Judicial review of the Secretary’s decisions is limited to determining whether the Secretary’s findings are supported by substantial evidence and whether the Secretary employed the proper legal standards. Substantial evidence is more than a scintilla of evidence but less than a preponderance; it is such relevant evidence as a reasonable mind might accept as adequate to support a conclusion. This court does not try the case de novo, nor resolve conflicts in the evidence, nor decide questions of credibility.
In determining the existence of substantial evidence, this court must examine the administrative record as a whole.

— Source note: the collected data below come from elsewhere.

//! Locating an injection point and applying a fragment there.

use crate::branch::resolve_target;
use crate::error::{PatchError, ResolveError, Result};
use crate::instruction::{Instruction, Label};
use crate::pattern::Pattern;
use crate::rewrite::splice_after;

/// Where a patch lands in a particular method body.
#[derive(Debug, Clone, Copy, PartialEq, Eq)]
pub struct InjectionPoint {
    /// Start of the matched window.
    pub window: usize,
    /// The branch immediately after the window.
    pub branch: usize,
    /// The label the branch jumps to.
    pub label: Label,
    /// Instruction carrying `label`; the fragment goes right after it.
    pub target: usize,
}

/// A pattern to search for plus the fragment to insert after the branch
/// target that follows it.
#[derive(Debug, Clone)]
pub struct InjectionPatch {
    pattern: Pattern,
    fragment: Vec<Instruction>,
}

impl InjectionPatch {
    pub fn new(pattern: Pattern, fragment: Vec<Instruction>) -> Result<Self> {
        if fragment.is_empty() {
            return Err(PatchError::EmptyFragment);
        }
        Ok(Self { pattern, fragment })
    }

    pub fn pattern(&self) -> &Pattern {
        &self.pattern
    }

    pub fn fragment(&self) -> &[Instruction] {
        &self.fragment
    }

    /// Find the injection point in `sequence`.
    ///
    /// Matches whose follower is not a branch are skipped. The first match
    /// followed by a branch decides the outcome: if its target label is
    /// missing, locating fails rather than trying later matches.
    pub fn locate(&self, sequence: &[Instruction]) -> Result<InjectionPoint> {
        for window in self.pattern.matches(sequence) {
            let branch = window + self.pattern.len();
            let insn = &sequence[branch];
            if !insn.opcode().is_branch() {
                continue;
            }
            let label = insn
                .branch_target()
                .ok_or(ResolveError::MissingLabel { index: branch })?;
            let target = resolve_target(sequence, branch)?;
            return Ok(InjectionPoint {
                window,
                branch,
                label,
                target,
            });
        }
        Err(PatchError::PatternNotFound)
    }

    /// Locate and splice, producing a new sequence.
    pub fn apply(&self, sequence: &[Instruction]) -> Result<Vec<Instruction>> {
        let point = self.locate(sequence)?;
        splice_after(sequence, point.target, &self.fragment)
    }

    /// Like [`apply`](Self::apply), but hands back the untouched input when
    /// no injection point exists.
    pub fn transpile(&self, sequence: Vec<Instruction>) -> Vec<Instruction> {
        match self.locate(&sequence) {
            Ok(point) => {
                tracing::info!(
                    "Pattern matched at {}, injecting {} instructions after {}",
                    point.window,
                    self.fragment.len(),
                    point.target
                );
                match splice_after(&sequence, point.target, &self.fragment) {
                    Ok(patched) => patched,
                    Err(e) => {
                        tracing::warn!("Splice failed, leaving method untouched: {}", e);
                        sequence
                    }
                }
            }
            Err(e) => {
                tracing::warn!("Failed to find insertion point ({}), aborting", e);
                sequence
            }
        }
    }
}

If the Secretary’s decision is supported by substantial evidence, it must be affirmed even if the reviewing court would decide the matter differently, and even if substantial evidence also supports the opposite conclusion.

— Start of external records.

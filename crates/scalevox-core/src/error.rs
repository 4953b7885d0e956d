//! Error types for scalevox-core.

use thiserror::Error;

/// Error type for scalevox-core operations.
#[derive(Error, Debug, Clone, PartialEq)]
pub enum Error {
    #[error("Invalid pitch range: min={min}, max={max}. Must satisfy 0 < min <= max")]
    InvalidPitchRange { min: f32, max: f32 },

    #[error("Invalid STFT settings: window={window_size}, overlap={overlap}. Must satisfy window > overlap >= 0")]
    InvalidStft { window_size: usize, overlap: usize },

    #[error("Invalid sample rate: {0}")]
    InvalidSampleRate(u32),
}

/// Result type alias.
pub type Result<T> = core::result::Result<T, Error>;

Cutlip v. Secretary of Health and Human Servs., 25 F.3d 284, 286 (6th Cir.1994) (citations omitted). There is no presumption of a continuing disability. Id. at 286-87 & n. 1. Instead, the Commissioner applies the procedures that are outlined in 20 C.F.R. §§ 404.1594 and 416.994, to determine whether a claimant’s disability has ended and that he is now able to work.

The first part of the evaluation process, then, focuses on medical improvement. The implementing regulations define a medical improvement as “any decrease in the medical severity of your impairment(s) which was present at the time of the most recent favorable medical decision that you were disabled or continued to be disabled.” 20 C.F.R. § 404.1594(b)(1). A determination of medical improvement “must be based on changes (improvement) in the symptoms, signs, and/or laboratory findings associated with your impairment(s).” And a medical improvement is only related to an individual’s ability to work “if there has been a decrease in the severity ... of the impairment(s) present at the time of the most recent favorable medical decision and an increase in your functional capacity to do basic work activities.” 20 C.F.R. § 404.1594(b)(3).
The second part of the evaluation process relates to ability to engage in substantial gainful activity. Here the implementing regulations incorporate many of the standards set forth in the regulations governing initial disability determinations. See 20 C.F.R. § 404.1594(b)(5) and (f)(7). The difference, of course, is that the ultimate burden of proof lies with the Secretary in termination proceedings.

Griego v. Sullivan, 940 F.2d 942, 944 (5th Cir.1991).

Nierzwick argues that he received conflicting notices regarding termination. However, the second notice adequately advised him that his benefits would cease. The regulations place only general limits on the frequency of reviews, and any error was cured by the fact that he pursued all levels of administrative review. See Marshall v. Chater, 75 F.3d 1421, 1427-28 (10th Cir.1996).

Nierzwick alleges that he was denied access to the agency’s medical file when he first sought reconsideration of the decision [362]*362to terminate his benefits. This argument is unpersuasive, because he now concedes that he was subsequently allowed to review his file.

Nierzwick also argues that the ALJ refused to subpoena two consulting physicians and a disability caseworker. However, the ALJ did not abuse his discretion, as Nierzwick did not show that the testimony of these witnesses was reasonably necessary for the full presentation of his case. See Calvin v. Chater, 73 F.3d 87, 90-93 (6th Cir.1996).

Nierzwick argues that the ALJ failed to include reports from several sources to whom he was apparently referred by his treating physician, Dr. Dziuba. This argument is unpersuasive because Nierzwick had the initial responsibility of providing the agency with medical reports regarding his disability and because the disputed reports were created at least three years before benefits were terminated. See 20 C.F.R. §§ 404.1593(b) and 416.993(b). Moreover, Nierzwick failed to submit these reports, even though the record was kept open after his hearing. See Born v. Secretary of Health & Human Servs., 923 F.2d 1168, 1172 (6th Cir.1990).

In 1990, a different ALJ found that Nierzwick was entitled to benefits because he had severe spondylolysis, a hernia, spondylolisthesis, a personality disorder and pain.

In November of 1994, Nierzwick was examined by a consulting internist, Dr.